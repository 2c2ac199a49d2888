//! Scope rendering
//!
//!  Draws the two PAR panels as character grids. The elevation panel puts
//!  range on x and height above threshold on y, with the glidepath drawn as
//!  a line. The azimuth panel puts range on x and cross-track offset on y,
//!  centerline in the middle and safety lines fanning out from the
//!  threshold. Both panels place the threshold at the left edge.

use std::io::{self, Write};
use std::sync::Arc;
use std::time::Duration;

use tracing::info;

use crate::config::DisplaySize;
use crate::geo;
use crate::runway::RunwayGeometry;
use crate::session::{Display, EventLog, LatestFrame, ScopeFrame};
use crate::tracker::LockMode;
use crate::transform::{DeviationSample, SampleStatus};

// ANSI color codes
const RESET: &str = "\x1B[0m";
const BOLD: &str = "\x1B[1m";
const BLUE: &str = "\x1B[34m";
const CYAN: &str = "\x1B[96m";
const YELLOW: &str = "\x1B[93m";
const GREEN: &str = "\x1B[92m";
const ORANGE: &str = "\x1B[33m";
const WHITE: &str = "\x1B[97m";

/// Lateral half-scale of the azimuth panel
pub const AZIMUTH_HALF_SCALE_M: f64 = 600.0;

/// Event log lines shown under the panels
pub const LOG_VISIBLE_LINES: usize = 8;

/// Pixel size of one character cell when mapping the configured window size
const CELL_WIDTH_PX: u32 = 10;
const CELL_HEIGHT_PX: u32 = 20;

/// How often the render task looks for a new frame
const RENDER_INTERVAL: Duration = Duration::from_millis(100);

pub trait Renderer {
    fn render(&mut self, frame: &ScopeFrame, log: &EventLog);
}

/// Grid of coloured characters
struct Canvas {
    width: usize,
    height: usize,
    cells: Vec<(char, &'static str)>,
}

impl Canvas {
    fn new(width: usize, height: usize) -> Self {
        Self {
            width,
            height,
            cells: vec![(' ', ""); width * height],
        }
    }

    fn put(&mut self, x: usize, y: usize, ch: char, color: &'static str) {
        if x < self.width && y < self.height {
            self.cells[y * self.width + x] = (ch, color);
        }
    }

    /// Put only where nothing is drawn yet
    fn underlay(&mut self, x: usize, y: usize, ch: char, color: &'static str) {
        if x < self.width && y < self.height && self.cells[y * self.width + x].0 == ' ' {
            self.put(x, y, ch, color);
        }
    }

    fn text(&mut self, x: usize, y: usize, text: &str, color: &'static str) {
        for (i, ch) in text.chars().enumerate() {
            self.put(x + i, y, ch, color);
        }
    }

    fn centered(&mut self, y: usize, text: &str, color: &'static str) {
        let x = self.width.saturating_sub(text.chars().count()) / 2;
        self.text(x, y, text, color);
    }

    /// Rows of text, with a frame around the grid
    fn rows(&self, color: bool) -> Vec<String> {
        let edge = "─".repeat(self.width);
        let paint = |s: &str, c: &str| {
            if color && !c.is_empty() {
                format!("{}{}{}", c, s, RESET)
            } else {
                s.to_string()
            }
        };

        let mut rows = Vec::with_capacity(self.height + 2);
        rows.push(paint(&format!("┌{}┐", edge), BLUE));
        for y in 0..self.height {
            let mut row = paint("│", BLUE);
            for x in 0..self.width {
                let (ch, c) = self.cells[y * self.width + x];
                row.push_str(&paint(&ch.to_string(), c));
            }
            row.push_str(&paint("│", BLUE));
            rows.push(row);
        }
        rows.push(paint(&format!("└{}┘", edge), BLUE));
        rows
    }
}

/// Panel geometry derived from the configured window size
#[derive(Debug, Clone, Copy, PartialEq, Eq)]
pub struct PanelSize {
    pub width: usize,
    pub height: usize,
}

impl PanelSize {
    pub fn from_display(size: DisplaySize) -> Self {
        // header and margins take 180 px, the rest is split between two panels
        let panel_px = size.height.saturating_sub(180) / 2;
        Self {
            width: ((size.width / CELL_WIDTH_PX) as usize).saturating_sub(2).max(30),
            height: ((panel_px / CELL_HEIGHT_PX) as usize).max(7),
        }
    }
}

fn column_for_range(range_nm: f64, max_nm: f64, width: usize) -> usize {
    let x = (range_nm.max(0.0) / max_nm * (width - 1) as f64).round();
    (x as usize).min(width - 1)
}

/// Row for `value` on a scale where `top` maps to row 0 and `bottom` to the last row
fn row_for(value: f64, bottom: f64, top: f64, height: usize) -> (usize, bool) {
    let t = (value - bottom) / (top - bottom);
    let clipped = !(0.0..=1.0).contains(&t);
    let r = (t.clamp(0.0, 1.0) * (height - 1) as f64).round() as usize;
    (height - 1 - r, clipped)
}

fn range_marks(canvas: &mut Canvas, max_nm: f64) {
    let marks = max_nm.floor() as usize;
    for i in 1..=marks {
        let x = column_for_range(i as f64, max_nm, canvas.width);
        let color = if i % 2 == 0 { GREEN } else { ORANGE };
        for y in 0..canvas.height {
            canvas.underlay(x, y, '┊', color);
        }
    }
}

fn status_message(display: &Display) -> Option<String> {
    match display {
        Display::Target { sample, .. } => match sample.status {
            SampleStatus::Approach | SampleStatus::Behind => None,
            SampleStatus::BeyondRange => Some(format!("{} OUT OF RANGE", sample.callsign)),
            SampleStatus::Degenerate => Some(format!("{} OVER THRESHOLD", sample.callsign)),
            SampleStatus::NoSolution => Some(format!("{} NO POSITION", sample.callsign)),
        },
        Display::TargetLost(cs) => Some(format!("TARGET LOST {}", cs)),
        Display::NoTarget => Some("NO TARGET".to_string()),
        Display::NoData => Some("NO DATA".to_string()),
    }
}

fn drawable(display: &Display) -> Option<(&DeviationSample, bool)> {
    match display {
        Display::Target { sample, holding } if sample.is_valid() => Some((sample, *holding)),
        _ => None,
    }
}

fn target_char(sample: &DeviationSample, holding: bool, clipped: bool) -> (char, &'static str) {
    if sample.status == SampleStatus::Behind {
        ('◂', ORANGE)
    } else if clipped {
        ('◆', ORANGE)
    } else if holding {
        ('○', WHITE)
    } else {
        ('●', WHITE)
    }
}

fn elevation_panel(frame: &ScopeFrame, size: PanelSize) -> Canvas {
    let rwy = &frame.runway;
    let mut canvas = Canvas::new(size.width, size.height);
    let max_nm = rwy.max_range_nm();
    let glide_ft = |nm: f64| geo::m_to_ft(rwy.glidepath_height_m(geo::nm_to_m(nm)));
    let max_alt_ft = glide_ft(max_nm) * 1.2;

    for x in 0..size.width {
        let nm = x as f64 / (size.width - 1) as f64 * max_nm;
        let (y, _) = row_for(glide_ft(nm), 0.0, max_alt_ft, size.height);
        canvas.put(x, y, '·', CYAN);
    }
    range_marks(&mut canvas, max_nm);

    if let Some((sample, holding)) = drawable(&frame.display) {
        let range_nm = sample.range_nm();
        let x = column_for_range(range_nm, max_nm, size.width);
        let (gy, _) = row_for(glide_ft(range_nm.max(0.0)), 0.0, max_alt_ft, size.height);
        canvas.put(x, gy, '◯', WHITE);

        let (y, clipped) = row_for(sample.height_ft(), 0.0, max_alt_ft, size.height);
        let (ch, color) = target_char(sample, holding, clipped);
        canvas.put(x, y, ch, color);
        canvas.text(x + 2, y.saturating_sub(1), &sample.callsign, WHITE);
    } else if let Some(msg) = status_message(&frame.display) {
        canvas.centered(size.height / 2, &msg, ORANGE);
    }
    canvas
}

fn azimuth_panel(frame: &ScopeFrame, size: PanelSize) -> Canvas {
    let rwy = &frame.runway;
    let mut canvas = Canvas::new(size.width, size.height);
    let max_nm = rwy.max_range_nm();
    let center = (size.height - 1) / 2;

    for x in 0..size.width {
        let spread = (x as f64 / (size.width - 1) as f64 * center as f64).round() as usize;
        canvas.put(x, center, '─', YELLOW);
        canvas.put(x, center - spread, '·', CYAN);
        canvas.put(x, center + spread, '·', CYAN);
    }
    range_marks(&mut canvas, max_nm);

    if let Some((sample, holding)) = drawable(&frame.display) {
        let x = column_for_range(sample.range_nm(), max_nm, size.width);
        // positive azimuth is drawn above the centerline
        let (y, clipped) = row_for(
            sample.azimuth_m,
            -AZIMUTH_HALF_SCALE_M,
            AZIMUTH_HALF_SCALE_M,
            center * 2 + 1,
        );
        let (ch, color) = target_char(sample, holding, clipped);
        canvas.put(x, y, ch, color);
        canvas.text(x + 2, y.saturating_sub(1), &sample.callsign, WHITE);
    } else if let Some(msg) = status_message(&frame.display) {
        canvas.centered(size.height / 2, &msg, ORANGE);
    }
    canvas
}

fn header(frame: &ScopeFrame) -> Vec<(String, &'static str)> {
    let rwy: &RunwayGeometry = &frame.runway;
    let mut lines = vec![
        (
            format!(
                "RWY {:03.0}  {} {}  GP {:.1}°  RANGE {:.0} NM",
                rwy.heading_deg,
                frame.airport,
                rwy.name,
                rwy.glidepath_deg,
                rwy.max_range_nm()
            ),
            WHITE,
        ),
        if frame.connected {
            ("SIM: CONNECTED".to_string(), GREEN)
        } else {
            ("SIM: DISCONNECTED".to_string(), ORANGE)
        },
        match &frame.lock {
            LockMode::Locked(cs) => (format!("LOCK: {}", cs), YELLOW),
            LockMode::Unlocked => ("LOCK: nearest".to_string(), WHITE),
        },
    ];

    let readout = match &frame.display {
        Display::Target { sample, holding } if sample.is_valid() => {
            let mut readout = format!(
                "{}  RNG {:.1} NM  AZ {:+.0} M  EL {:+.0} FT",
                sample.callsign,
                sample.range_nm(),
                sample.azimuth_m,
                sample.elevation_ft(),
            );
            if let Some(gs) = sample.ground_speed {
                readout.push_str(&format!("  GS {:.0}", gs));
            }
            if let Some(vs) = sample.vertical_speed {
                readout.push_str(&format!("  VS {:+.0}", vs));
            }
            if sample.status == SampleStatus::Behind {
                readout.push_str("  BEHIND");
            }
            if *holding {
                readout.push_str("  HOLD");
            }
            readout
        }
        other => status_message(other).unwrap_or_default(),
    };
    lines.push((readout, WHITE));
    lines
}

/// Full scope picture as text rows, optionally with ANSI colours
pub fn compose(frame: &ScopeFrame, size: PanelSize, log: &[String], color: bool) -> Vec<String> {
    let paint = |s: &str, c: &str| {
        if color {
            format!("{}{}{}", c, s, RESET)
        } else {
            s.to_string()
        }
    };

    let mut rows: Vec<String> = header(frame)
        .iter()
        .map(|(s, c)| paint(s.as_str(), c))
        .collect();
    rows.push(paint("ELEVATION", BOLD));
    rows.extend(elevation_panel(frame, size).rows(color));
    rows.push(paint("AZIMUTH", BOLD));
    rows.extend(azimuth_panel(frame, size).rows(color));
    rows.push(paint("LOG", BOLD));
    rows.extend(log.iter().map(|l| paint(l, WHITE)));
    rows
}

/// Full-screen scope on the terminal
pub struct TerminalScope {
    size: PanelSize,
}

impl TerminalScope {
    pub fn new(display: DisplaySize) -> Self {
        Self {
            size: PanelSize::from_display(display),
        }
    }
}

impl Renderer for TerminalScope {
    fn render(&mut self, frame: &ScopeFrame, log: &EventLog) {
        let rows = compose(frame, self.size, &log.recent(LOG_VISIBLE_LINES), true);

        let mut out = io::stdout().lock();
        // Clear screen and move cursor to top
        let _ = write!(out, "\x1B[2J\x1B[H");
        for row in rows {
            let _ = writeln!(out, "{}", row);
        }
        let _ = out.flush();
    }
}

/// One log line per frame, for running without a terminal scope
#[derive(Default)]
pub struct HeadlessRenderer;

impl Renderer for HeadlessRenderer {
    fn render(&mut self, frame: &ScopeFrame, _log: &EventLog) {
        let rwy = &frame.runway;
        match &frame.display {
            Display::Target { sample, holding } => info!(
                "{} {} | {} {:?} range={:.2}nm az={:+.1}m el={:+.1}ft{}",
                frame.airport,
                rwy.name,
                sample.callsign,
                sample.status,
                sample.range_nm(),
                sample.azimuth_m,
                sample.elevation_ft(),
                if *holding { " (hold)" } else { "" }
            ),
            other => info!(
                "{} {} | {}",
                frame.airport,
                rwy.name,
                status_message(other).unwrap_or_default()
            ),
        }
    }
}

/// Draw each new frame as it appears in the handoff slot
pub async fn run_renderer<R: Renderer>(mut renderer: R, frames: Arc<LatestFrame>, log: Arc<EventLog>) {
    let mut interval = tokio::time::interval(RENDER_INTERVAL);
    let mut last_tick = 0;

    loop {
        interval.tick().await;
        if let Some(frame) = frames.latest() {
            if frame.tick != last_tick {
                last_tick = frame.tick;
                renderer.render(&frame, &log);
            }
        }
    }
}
- - - -
Give the lines again, exactly as they stand, from the beginning of the data through the line with "pub const LOG_VISIBLE_LINES: usize = 8;".

▶ RESULT FOR THIS EXERCISE
repository 2c2ac199a49d2888
//! Scope rendering
//!
//!  Draws the two PAR panels as character grids. The elevation panel puts
//!  range on x and height above threshold on y, with the glidepath drawn as
//!  a line. The azimuth panel puts range on x and cross-track offset on y,
//!  centerline in the middle and safety lines fanning out from the
//!  threshold. Both panels place the threshold at the left edge.

use std::io::{self, Write};
use std::sync::Arc;
use std::time::Duration;

use tracing::info;

use crate::config::DisplaySize;
use crate::geo;
use crate::runway::RunwayGeometry;
use crate::session::{Display, EventLog, LatestFrame, ScopeFrame};
use crate::tracker::LockMode;
use crate::transform::{DeviationSample, SampleStatus};

// ANSI color codes
const RESET: &str = "\x1B[0m";
const BOLD: &str = "\x1B[1m";
const BLUE: &str = "\x1B[34m";
const CYAN: &str = "\x1B[96m";
const YELLOW: &str = "\x1B[93m";
const GREEN: &str = "\x1B[92m";
const ORANGE: &str = "\x1B[33m";
const WHITE: &str = "\x1B[97m";

/// Lateral half-scale of the azimuth panel
pub const AZIMUTH_HALF_SCALE_M: f64 = 600.0;

/// Event log lines shown under the panels
pub const LOG_VISIBLE_LINES: usize = 8;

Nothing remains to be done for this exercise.